FYI, today on Amazon.com you can get a ridiculously fast 256GB OCZ Vertex 4 SSD drive for only $159.99, which is an unprecedented low price for a drive of this capacity.
It's hard to find one thing besides SSD that can so radically speed up a computer system in general, especially for applications that do a lot of I/O like Photoshop.
No doubt prices will be dropping more in the future, but at this price I suggest ordering 2 or more of these drives and setting up a RAID 0 array from which to run everything. I just ordered one as a gift.
One of my biggest bottlenecks is the cache in Bridge. It seems to be much slower in CS6 than CS5, which makes no sense as it is now 64 bit and should processess faster. As I understand it, Bridge is more processor dependant than memory dependant, so not sure if a SSD would speed up the cacheing procress. I know you do not use Bridge, but do you have an opinion?
I have a seperate physical drive for the cache.
I'd look at Resource Monitor and your drive activity light to see if Bridge seems to be heavy on the disk. Do you hear it madly accessing the hard drive(s)?
A system run from SSD runs faster at just about everything. HDDs, especially with lots of small and relatively random I/O operations, are not at all efficient, as the seek times really add up. Plus, in the cases where there actually IS a big contiguous block of data - e.g., a big raw file on a defragged disk, an HDD still can't even come close to using all the bandwidth of a SATAII link, let alone a modern 6 gigabit SATAIII link.
Just to give an idea, some disk benchmark programs offer what's called a "Random 4K" test, which means the benchmark will generate random small I/O requests to/from various parts of the drive. An SSD-equipped system may be able to sustain tens of megabytes/second of actual data throughput with random 4K operations. By contrast a hard drive may achieve only a twentieth of that or less. That's the difference between something taking 1 second or 20 seconds.
Here's an identical benchmark run on my SSD array vs. my Hitachi 1TB hard drive (which I use for internal backup). Note that the difference is more like 30 to 1.
For fun I just brought up Bridge.
I've hardly ever run it on any of my raw image folders, so I just started it and navigated to a folder I know I've never had it open on before. This folder has 1018 Canon 20D raw files and JPEGs in it.
Instantly upon entering the folder the thumbnails list across the bottom filled in. I scrolled it all the way to the right and it just showed me the thumbnails. Any file I click on in the list of thumbnails comes up instantly in the top pane.
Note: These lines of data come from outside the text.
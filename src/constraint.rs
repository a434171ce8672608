//! Constraint engine (spec §4.8): `except` statements register disallow
//! rules scoped to the enclosing element or namespace, inclusive of
//! descendants. This module is the only pass that currently enforces them:
//! it walks the fully resolved tree post-parse, pushing each scope's own
//! `except` targets onto a local stack and popping them back off on the way
//! out, so inherited elements and index-access insertions — content
//! inheritance and selector automation introduce after parsing — are
//! constrained too, not just what the parser itself saw. `state.rs`'s
//! `ConstraintRule`/`is_blocked` model a parse-time rejection stack per spec
//! §4.2 but nothing in `parser/mod.rs` populates or consults it yet; that
//! half of spec §4.8 is not implemented. Grounded on `CHTLState.cpp`'s
//! `ConstraintRule` stack.

use crate::ast::{Arena, ExceptTarget, NodeId, NodeKind, OriginTypeTag};
use crate::diagnostics::{Diagnostic, DiagnosticSink, SemanticError};

/// Runs the constraint post-pass over `root`'s subtree, reporting every
/// construct forbidden by a governing `except` statement.
pub fn validate(arena: &Arena, root: NodeId, sink: &mut DiagnosticSink) {
    let mut active: Vec<ExceptTarget> = Vec::new();
    walk(arena, root, &mut active, sink);
}

fn walk(arena: &Arena, id: NodeId, active: &mut Vec<ExceptTarget>, sink: &mut DiagnosticSink) {
    let mark = active.len();
    active.extend(own_except_targets(arena, id));

    for &child in &arena.get(id).children {
        check_node(arena, child, active, sink);
        walk(arena, child, active, sink);
    }

    active.truncate(mark);
}

/// Collects the targets of every `except` statement declared directly
/// inside `id`'s body (not nested scopes — those collect their own).
fn own_except_targets(arena: &Arena, id: NodeId) -> Vec<ExceptTarget> {
    arena
        .get(id)
        .children
        .iter()
        .filter_map(|&child| match &arena.get(child).kind {
            NodeKind::Except { targets } => Some(targets.clone()),
            _ => None,
        })
        .flatten()
        .collect()
}

fn is_globally_blocked(active: &[ExceptTarget]) -> bool {
    active.iter().any(|t| matches!(t, ExceptTarget::Global))
}

fn blocks_element(active: &[ExceptTarget], tag: &str) -> bool {
    is_globally_blocked(active) || active.iter().any(|t| matches!(t, ExceptTarget::ElementName(n) if n == tag))
}

fn blocks_type(active: &[ExceptTarget], type_tag: &str) -> bool {
    is_globally_blocked(active) || active.iter().any(|t| matches!(t, ExceptTarget::Type(tt) if tt == type_tag))
}

fn blocks_symbol(active: &[ExceptTarget], type_tag: &str, name: &str) -> bool {
    is_globally_blocked(active)
        || active.iter().any(|t| matches!(t, ExceptTarget::Symbol { type_tag: tt, name: n } if tt == type_tag && n == name))
}

fn origin_type_label(type_tag: &OriginTypeTag) -> &str {
    match type_tag {
        OriginTypeTag::Html => "Html",
        OriginTypeTag::Style => "Style",
        OriginTypeTag::JavaScript => "JavaScript",
        OriginTypeTag::Custom(name) => name,
    }
}

fn check_node(arena: &Arena, id: NodeId, active: &[ExceptTarget], sink: &mut DiagnosticSink) {
    let node = arena.get(id);
    match &node.kind {
        NodeKind::Element { tag, .. } => {
            if blocks_element(active, tag) {
                report(sink, node, format!("element `{tag}`"));
            }
        }
        NodeKind::TemplateDecl { is_custom, variety, .. } => {
            let kind_label = if *is_custom { "Custom" } else { "Template" };
            let type_tag = variety.at_type();
            if blocks_type(active, type_tag) || blocks_symbol(active, type_tag, &node.name) {
                report(sink, node, format!("[{kind_label}] @{type_tag} {}", node.name));
            }
        }
        NodeKind::Origin { type_tag, .. } => {
            let label = origin_type_label(type_tag);
            if blocks_type(active, label) {
                report(sink, node, format!("[Origin] @{label}"));
            }
        }
        _ => {}
    }
}

fn report(sink: &mut DiagnosticSink, node: &crate::ast::Node, construct: String) {
    sink.push(Diagnostic::error(
        SemanticError::ConstraintViolation { construct, reason: "forbidden by an enclosing `except` statement".to_string() },
        node.span.clone(),
    ));
}
//! Render3 Template Parsing Utilities for Tests
//!
//! Mirrors angular/packages/compiler/test/render3/view/util.ts

use angular_compiler::ml_parser::html_parser::HtmlParser;
use angular_compiler::ml_parser::html_whitespaces::{
    visit_all_with_siblings_nodes, WhitespaceVisitor,
};
use angular_compiler::ml_parser::lexer::TokenizeOptions;
// t is not used directly in this file
use angular_compiler::expression_parser::parser::Parser;
use angular_compiler::render3::r3_template_transform::{
    html_ast_to_render3_ast, Render3ParseOptions, Render3ParseResult,
};
use angular_compiler::render3::view::template::LEADING_TRIVIA_CHARS;
use angular_compiler::render3::view::template::{
    make_binding_parser, make_binding_parser_with_parser,
};

// Note: We can't use lazy_static with BindingParser because ElementSchemaRegistry is not Sync
// Instead, we create a new BindingParser each time in parse_r3

/// Options for parsing R3 templates in tests
#[derive(Debug, Clone)]
pub struct ParseR3Options {
    pub preserve_whitespaces: Option<bool>,
    pub leading_trivia_chars: Option<Vec<char>>,
    pub ignore_error: Option<bool>,
    pub selectorless_enabled: Option<bool>,
    pub collect_comment_nodes: Option<bool>,
}

impl Default for ParseR3Options {
    fn default() -> Self {
        ParseR3Options {
            preserve_whitespaces: None,
            leading_trivia_chars: None,
            ignore_error: None,
            selectorless_enabled: None,
            collect_comment_nodes: None,
        }
    }
}

/// Parse an HTML string to R3 AST nodes (equivalent to TypeScript parseR3)
pub fn parse_r3(input: &str, options: ParseR3Options) -> Render3ParseResult {
    let html_parser = HtmlParser::new();

    let mut tokenize_options = TokenizeOptions::default();
    tokenize_options.tokenize_expansion_forms = true;
    tokenize_options.leading_trivia_chars = options
        .leading_trivia_chars
        .or_else(|| Some(LEADING_TRIVIA_CHARS.to_vec()));
    tokenize_options.selectorless_enabled = options.selectorless_enabled.unwrap_or(false);

    let parse_result = html_parser.parse(input, "path://to/template", Some(tokenize_options));

    if parse_result.errors.len() > 0 && options.ignore_error != Some(true) {
        let msg = parse_result
            .errors
            .iter()
            .map(|e| format!("{:?}", e))
            .collect::<Vec<_>>()
            .join("\n");
        panic!("Parse errors: {}", msg);
    }

    // Process i18n metadata (simplified - would need I18nMetaVisitor in real implementation)
    let mut html_nodes = parse_result.root_nodes;

    // Handle whitespace preservation
    if options.preserve_whitespaces != Some(true) {
        html_nodes = visit_all_with_siblings_nodes(
            &mut WhitespaceVisitor::new(true, None, false), // preserve significant whitespace
            &html_nodes,
        );
    }

    // Create binding parser
    let selectorless_enabled = options.selectorless_enabled.unwrap_or(false);

    // We need to keep the parser alive for the duration of binding_parser
    let custom_parser = None;

    let mut binding_parser = if let Some(ref p) = custom_parser {
        make_binding_parser_with_parser(selectorless_enabled, p)
    } else {
        make_binding_parser(selectorless_enabled)
    };

    // Convert HTML AST to R3 AST
    let collect_comment_nodes = options.collect_comment_nodes.unwrap_or(false);
    let r3_options = Render3ParseOptions {
        collect_comment_nodes,
    };

    let r3_result = html_ast_to_render3_ast(&html_nodes, &mut binding_parser, &r3_options);

    if r3_result.errors.len() > 0 {
        let ignore_errors = options.ignore_error.unwrap_or(false);
        if !ignore_errors {
            let msg = r3_result
                .errors
                .iter()
                .map(|e| format!("{:?}", e))
                .collect::<Vec<_>>()
                .join("\n");
            panic!("R3 transform errors: {}", msg);
        }
    }

    r3_result
}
I just did the same thing with a folder of 500 Canon 40D raw files, which are larger than those above. Again, identical functionality. Zero lag, zero wait to see anything. I was watching Task Manager at the time, and I didn't see more than a small blip of CPU activity either.
Is there something specific you'd like me to do to exercise Bridge further? Either I'm not doing the same things with it as most folks or it's just not bogging down as you're seeing it do.
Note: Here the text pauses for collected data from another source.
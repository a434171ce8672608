/**
 * Test Utilities
 *
 * Helper functions for expression parser tests
 * Mirrors angular/packages/compiler/test/expression_parser/utils
 */
pub mod unparser;

use angular_compiler::parse_util::{ParseLocation, ParseSourceFile, ParseSourceSpan};

/// Gets a fake `ParseSourceSpan` for testing purposes
pub fn get_fake_span(file_name: &str) -> ParseSourceSpan {
    let file = ParseSourceFile::new(String::new(), file_name.to_string());
    let location = ParseLocation::new(file, 0, 0, 0);
    ParseSourceSpan::new(location.clone(), location)
}
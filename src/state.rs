//! The parse-state machine (spec §4.2): a stack of parse contexts plus
//! bracket-depth counters and a small set of boolean flags, entered and left
//! with RAII guards so a parser function can never forget to pop what it
//! pushed, even on an early `?` return.

use std::collections::HashSet;

#[derive(Debug, Clone, Copy, PartialEq, Eq, Hash)]
pub enum ParseState {
    Initial,
    ParsingElement,
    ParsingAttributes,
    ParsingTextBlock,
    ParsingStyleBlock,
    ParsingScriptBlock,
    ParsingTemplate,
    ParsingCustom,
    ParsingOrigin,
    ParsingImport,
    ParsingConfig,
    ParsingNamespace,
    ParsingUse,
    ParsingExcept,
}

#[derive(Debug, Clone, Copy, PartialEq, Eq)]
pub enum ConstraintType {
    Element,
    Template,
    Custom,
    Type,
}

#[derive(Debug, Clone, PartialEq, Eq)]
pub struct ConstraintRule {
    pub kind: ConstraintType,
    pub target: String,
    pub context: String,
    pub is_global: bool,
}

impl ConstraintRule {
    pub fn new(kind: ConstraintType, target: impl Into<String>) -> Self {
        ConstraintRule { kind, target: target.into(), context: String::new(), is_global: false }
    }

    pub fn global(kind: ConstraintType, target: impl Into<String>) -> Self {
        ConstraintRule { kind, target: target.into(), context: String::new(), is_global: true }
    }

    pub fn in_context(mut self, context: impl Into<String>) -> Self {
        self.context = context.into();
        self
    }
}

#[derive(Debug, Clone, Copy, PartialEq, Eq)]
pub enum DepthKind {
    Brace,
    Bracket,
    Paren,
}

/// Tracks the parser's nested context: which grammar production it is inside,
/// how deep its bracket nesting runs, and the ambient flags/constraints that
/// production carries (spec §4.2's "constraint and context stacks").
///
/// `constraints`/`add_constraint`/`is_blocked` model the parse-time half of
/// spec §4.8's constraint engine, but `parser/mod.rs` doesn't populate or
/// consult them yet — `except` rejection currently happens only in
/// `constraint.rs`'s post-parse pass. The fields stay here, exercised by
/// this module's own tests, as the scaffolding a parse-time pass would use.
#[derive(Debug, Default)]
pub struct ParserState {
    stack: Vec<ParseState>,
    constraints: Vec<ConstraintRule>,
    flags: HashSet<&'static str>,
    brace_depth: usize,
    bracket_depth: usize,
    paren_depth: usize,
}

impl ParserState {
    pub fn new() -> Self {
        ParserState::default()
    }

    pub fn current(&self) -> ParseState {
        self.stack.last().copied().unwrap_or(ParseState::Initial)
    }

    pub fn previous(&self) -> Option<ParseState> {
        let len = self.stack.len();
        if len < 2 {
            None
        } else {
            Some(self.stack[len - 2])
        }
    }

    pub fn depth(&self) -> usize {
        self.stack.len()
    }

    pub fn is_in(&self, state: ParseState) -> bool {
        self.stack.contains(&state)
    }

    pub fn is_initial(&self) -> bool {
        self.stack.is_empty()
    }

    fn push(&mut self, state: ParseState) {
        self.stack.push(state);
    }

    fn pop(&mut self) {
        self.stack.pop();
    }

    /// Enter `state` for the lifetime of the returned guard.
    pub fn enter(&mut self, state: ParseState) -> StateGuard<'_> {
        self.push(state);
        StateGuard { state: self }
    }

    pub fn enter_depth(&mut self, kind: DepthKind) -> DepthGuard<'_> {
        match kind {
            DepthKind::Brace => self.brace_depth += 1,
            DepthKind::Bracket => self.bracket_depth += 1,
            DepthKind::Paren => self.paren_depth += 1,
        }
        DepthGuard { state: self, kind }
    }

    pub fn brace_depth(&self) -> usize {
        self.brace_depth
    }

    pub fn bracket_depth(&self) -> usize {
        self.bracket_depth
    }

    pub fn paren_depth(&self) -> usize {
        self.paren_depth
    }

    pub fn add_constraint(&mut self, rule: ConstraintRule) {
        self.constraints.push(rule);
    }

    pub fn remove_constraint(&mut self, target: &str) {
        self.constraints.retain(|rule| rule.target != target);
    }

    pub fn constraints(&self) -> &[ConstraintRule] {
        &self.constraints
    }

    pub fn clear_constraints(&mut self) {
        self.constraints.clear();
    }

    /// A name is blocked if any non-global constraint matching `kind` names it
    /// and we are inside that constraint's context, or any global constraint
    /// names it regardless of context.
    pub fn is_blocked(&self, kind: ConstraintType, name: &str, context: &str) -> bool {
        self.constraints.iter().any(|rule| {
            rule.kind == kind
                && rule.target == name
                && (rule.is_global || rule.context == context)
        })
    }

    pub fn set_flag(&mut self, flag: &'static str) {
        self.flags.insert(flag);
    }

    pub fn clear_flag(&mut self, flag: &str) {
        self.flags.remove(flag);
    }

    pub fn flag(&self, flag: &str) -> bool {
        self.flags.contains(flag)
    }

    pub fn clear_all_flags(&mut self) {
        self.flags.clear();
    }

    pub fn is_in_local_style_block(&self) -> bool {
        self.flag("in_local_style")
    }

    pub fn is_in_local_script_block(&self) -> bool {
        self.flag("in_local_script")
    }

    pub fn is_in_template_block(&self) -> bool {
        self.flag("in_template")
    }

    pub fn is_in_custom_block(&self) -> bool {
        self.flag("in_custom")
    }

    pub fn reset(&mut self) {
        *self = ParserState::new();
    }
}

/// Pops the state pushed by [`ParserState::enter`] when dropped, including on
/// an early return from a failing parse function.
pub struct StateGuard<'a> {
    state: &'a mut ParserState,
}

impl Drop for StateGuard<'_> {
    fn drop(&mut self) {
        self.state.pop();
    }
}

/// Decrements the matching depth counter pushed by
/// [`ParserState::enter_depth`] when dropped.
pub struct DepthGuard<'a> {
    state: &'a mut ParserState,
    kind: DepthKind,
}

impl Drop for DepthGuard<'_> {
    fn drop(&mut self) {
        let counter = match self.kind {
            DepthKind::Brace => &mut self.state.brace_depth,
            DepthKind::Bracket => &mut self.state.bracket_depth,
            DepthKind::Paren => &mut self.state.paren_depth,
        };
        *counter = counter.saturating_sub(1);
    }
}
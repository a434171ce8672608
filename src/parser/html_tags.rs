//! The set of recognized HTML5 element names, used only to flag whether an
//! [`Element`](crate::ast::NodeKind::Element) tag is a known HTML tag or a
//! user/custom one (spec §4.3: "unknown tags are still accepted and flagged
//! only by the constraint engine").

use once_cell::sync::Lazy;
use std::collections::HashSet;

static HTML_TAGS: Lazy<HashSet<&'static str>> = Lazy::new(|| {
    HashSet::from([
        "html", "head", "body", "title", "meta", "link", "style", "script", "base",
        "div", "span", "p", "a", "img", "ul", "ol", "li", "table", "thead", "tbody",
        "tfoot", "tr", "td", "th", "form", "input", "button", "select", "option",
        "textarea", "label", "fieldset", "legend", "h1", "h2", "h3", "h4", "h5", "h6",
        "header", "footer", "nav", "main", "section", "article", "aside", "figure",
        "figcaption", "video", "audio", "source", "canvas", "svg", "iframe", "embed",
        "object", "param", "br", "hr", "pre", "code", "blockquote", "cite", "em",
        "strong", "small", "s", "u", "b", "i", "mark", "sub", "sup", "abbr", "address",
        "time", "progress", "meter", "details", "summary", "dialog", "template",
        "slot", "picture", "track", "map", "area", "colgroup", "col", "datalist",
        "optgroup", "output", "ruby", "rt", "rp", "wbr", "noscript", "dl", "dt", "dd",
    ])
});

pub fn is_known_html_tag(tag: &str) -> bool {
    HTML_TAGS.contains(tag)
}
When I replaced my old 160 GB HDD with a 512 GB HDD, I bought a SATA to USB adaptor and it came with Apricorn Data Transfer kit that ran under Windows. I then took the cloned drive and installed it. A few reboots, and I was in business with my new drive.
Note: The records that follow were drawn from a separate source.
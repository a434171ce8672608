//! Repeat Groups Tests
//!
//! Corresponds to packages/compiler/test/shadow_css/repeat_groups_spec.ts
//! All test cases match exactly with TypeScript version

use angular_compiler::shadow_css::repeat_groups;

#[test]
fn should_do_nothing_if_multiples_is_0() {
    let mut groups = vec![
        vec!["a1".to_string(), "b1".to_string(), "c1".to_string()],
        vec!["a2".to_string(), "b2".to_string(), "c2".to_string()],
    ];
    let expected = groups.clone();
    repeat_groups(&mut groups, 0);
    assert_eq!(groups, expected);
}

#[test]
fn should_do_nothing_if_multiples_is_1() {
    let mut groups = vec![
        vec!["a1".to_string(), "b1".to_string(), "c1".to_string()],
        vec!["a2".to_string(), "b2".to_string(), "c2".to_string()],
    ];
    let expected = groups.clone();
    repeat_groups(&mut groups, 1);
    assert_eq!(groups, expected);
}

#[test]
fn should_add_clones_of_the_original_groups_if_multiples_is_greater_than_1() {
    let group1 = vec!["a1".to_string(), "b1".to_string(), "c1".to_string()];
    let group2 = vec!["a2".to_string(), "b2".to_string(), "c2".to_string()];
    let mut groups = vec![group1.clone(), group2.clone()];
    repeat_groups(&mut groups, 3);

    assert_eq!(groups.len(), 6);
    assert_eq!(groups[0], group1);
    assert_eq!(groups[1], group2);
    assert_eq!(groups[2], group1);
    assert_eq!(groups[3], group2);
    assert_eq!(groups[4], group1);
    assert_eq!(groups[5], group2);
}
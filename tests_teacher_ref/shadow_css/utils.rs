//! Shadow CSS Test Utils
//!
//! Corresponds to packages/compiler/test/shadow_css/utils.ts

use angular_compiler::shadow_css::ShadowCss;
use regex::Regex;

pub fn shim(css: &str, content_attr: &str, host_attr: &str) -> String {
    let shadow_css = ShadowCss::new();
    shadow_css.shim_css_text(css, content_attr, host_attr)
}

pub fn extract_css_content(css: &str) -> String {
    let re1 = Regex::new(r"^\n\s+").unwrap();
    let re2 = Regex::new(r"\n\s+$").unwrap();
    let re3 = Regex::new(r"\s+").unwrap();
    let re4 = Regex::new(r":\s").unwrap();
    let re5 = Regex::new(r" }").unwrap();
    let re6 = Regex::new(r"\{\s+").unwrap();
    let re7 = Regex::new(r"\s+\}").unwrap();

    let mut result = re1.replace(css, "").to_string();
    result = re2.replace(&result, "").to_string();
    result = re3.replace_all(&result, " ").to_string();
    result = re4.replace_all(&result, ":").to_string();
    result = re5.replace_all(&result, "}").to_string();
    result = re6.replace_all(&result, "{").to_string();
    result = re7.replace_all(&result, "}").to_string();
    // Trim leading and trailing whitespace
    result.trim().to_string()
}

pub fn assert_equal_css(actual: &str, expected: &str) {
    let actual_css = extract_css_content(actual);
    let expected_css = extract_css_content(expected);
    assert_eq!(
        actual_css, expected_css,
        "Expected '{}' to equal '{}'",
        actual_css, expected_css
    );
}

#[allow(dead_code)]
pub fn assert_contains(actual: &str, expected: &str) {
    assert!(
        actual.contains(expected),
        "Expected '{}' to contain '{}'",
        actual,
        expected
    );
}

pub fn assert_not_contains(actual: &str, expected: &str) {
    assert!(
        !actual.contains(expected),
        "Expected '{}' to not contain '{}'",
        actual,
        expected
    );
}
Are there kits like that that work well with SSDs?
All I did was just restore my latest System Image backup (done from my HDD array) onto the new SSD array. Booted right up.
One thing I did ahead of time was make sure before that backup that the primary HDD partition would just fit on the SSD array (I had to shrink the partition a little, since I was moving from an 1863GB array to a 1788GB array).
Another was to make a bootable System Repair Disc, which contained the array controller driver.